Em 26 de maio, quando o Senado dos Estados Unidos aprovou um projeto de lei para revelar informações confidenciais relacionadas a prováveis ligações entre o laboratório de Wuhan e a covid-19, o senador republicano do estado de Missouri, Josh Hawley, autor do projeto, declarou: “o mundo precisa saber se esta pandemia foi resultado de negligência no laboratório de Wuhan” e lamentou que “por mais de um ano, quaisquer questionamentos sobre o Instituto de Virologia de Wuhan tenham sido rotulados como teoria da conspiração”.
Peter Navarro, ex-assessor comercial de Donald Trump, afirmou em abril de 2020 que o Sars-CoV-2 poderia ter sido projetado como uma arma biológica, sem citar qualquer evidência.
A teoria de que o Sars-CoV-2 foi criado como uma arma biológica é “completamente improvável”, adverte William Schaffner, professor de doenças infecciosas do Centro Médico da Universidade Vanderbilt. Ele explica que, primeiro, para uma arma biológica ter sucesso, ela deve ter como alvo uma população contrária, sem afetar a sua própria. Em contrapartida, o Sars-CoV-2 “não pode ser controlado”, enfatiza ele. “O vírus se espalhará, inclusive pela população do próprio país”, tornando-se um “agente de guerra biológica extremamente contraproducente”.

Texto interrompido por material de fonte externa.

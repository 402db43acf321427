//! COLLADA (`.dae`) support.
//!
//! This module parses COLLADA 1.4.1 documents and resolves them into a
//! [`ModelData`](crate::model::ModelData) with packed, GPU-ready meshes.
//!
//! ## Supported Features
//!
//! - `<geometry>/<mesh>` with `<polylist>` and `<triangles>` primitives
//! - `<controller>/<skin>` joint weights, packed into the vertex records
//! - `<visual_scene>` node hierarchies with matrix/translate/scale/rotate
//! - `profile_COMMON` phong effects and the materials that instance them
//! - `<animation>` sources, samplers and channels (captured, not evaluated)
//!
//! ## Not Supported
//!
//! - `<polygons>`, `<lines>`, strips and fans
//! - `<morph>` controllers
//! - Effect profiles other than `profile_COMMON`, shading other than phong
//! - Cameras, lights and images (skipped)
//!
//! # Example
//!
//! ```ignore
//! use dae_core::dae::load_dae;
//!
//! let model = load_dae("path/to/character.dae")?;
//! for mesh in model.sorted_meshes() {
//!     println!("{}: {} vertices", mesh.id, mesh.vertex_count());
//! }
//! ```

mod xml;

mod animation;
mod effect;
mod error;
mod geometry;
mod loader;
mod parser;
mod skin;
mod source;
mod visual_scene;

pub use animation::*;
pub use effect::*;
pub use error::*;
pub use geometry::*;
pub use loader::*;
pub use parser::parse_document;
pub use skin::*;
pub use source::*;
pub use visual_scene::*;
// Inspect COLLADA models: prints the resolved model tree or a JSON summary.
// Run with: cargo run --release --bin dae_inspect -- [--json] [--strict] <file.dae>...

use std::env;
use std::io::{self, Write};

use anyhow::{bail, Context, Result};
use dae_core::{Dump, DumpTree, LoadOptions, ModelCache};

fn main() -> Result<()> {
    env_logger::init();

    let mut json = false;
    let mut strict = false;
    let mut paths = Vec::new();
    for arg in env::args().skip(1) {
        match arg.as_str() {
            "--json" => json = true,
            "--strict" => strict = true,
            flag if flag.starts_with("--") => bail!("unknown flag {}", flag),
            _ => paths.push(arg),
        }
    }
    if paths.is_empty() {
        eprintln!("Usage: dae_inspect [--json] [--strict] <file.dae>...");
        std::process::exit(1);
    }

    let options = if strict { LoadOptions::strict() } else { LoadOptions::default() };
    let mut cache = ModelCache::with_options(options);
    let results = cache.load_many(&paths);

    let stdout = io::stdout();
    let mut out = stdout.lock();
    let mut summaries = Vec::new();
    for (path, result) in paths.iter().zip(results) {
        let model = result.with_context(|| format!("failed to load {}", path))?;
        log::info!("{}: {} meshes, {} vertices", path, model.mesh_count(), model.vertex_count());

        if json {
            summaries.push(model.summary());
        } else {
            model.dump_into(&mut Dump::new(&mut out))?;
        }
    }

    if json {
        serde_json::to_writer_pretty(&mut out, &summaries)?;
        writeln!(out)?;
    }
    Ok(())
}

A hipótese mais plausível de vazamento de laboratório, segundo os cientistas, é que o laboratório de Wuhan tenha isolado o novo coronavírus de um animal e o estava estudando quando o vírus vazou por acidente. “Sem saber a extensão de sua virulência e transmissibilidade, a falta de medidas de proteção poderia ter resultado na infecção dos funcionários do laboratório”, iniciando a cadeia de transmissão que ocasionou a pandemia, explica Rossi Hassad, epidemiologista da Faculdade Mercy.
Mas Hassad acrescenta que acredita que a teoria de vazamento de laboratório está entre “as últimas” possibilidades e “é muito provável que permanecerá apenas como uma teoria depois de qualquer investigação científica adequada”, reitera ele.
Biden ordenou que as agências de inteligência dos Estados Unidos relatem suas descobertas em 90 dias, ou seja, até 26 de agosto.
Com base nas informações disponíveis, Eyal Oren, epidemiologista da Universidade Estadual de San Diego, afirma que é evidente por que a hipótese mais aceita é que o vírus tenha se originado em um animal e foi transmitido para um humano: “está claro que a sequência genética do vírus da covid-19 é semelhante à de outros coronavírus encontrados em morcegos”, observa ele.
Alguns cientistas continuam céticos quanto à possibilidade de tirar conclusões concretas. “No fim, prevejo que a questão” das origens do Sars-CoV-2 “permanecerá sem solução”, lamenta Schaffner.
Entretanto a ciência “avança muito mais devagar do que os ciclos da mídia e das notícias”, conclui Oren.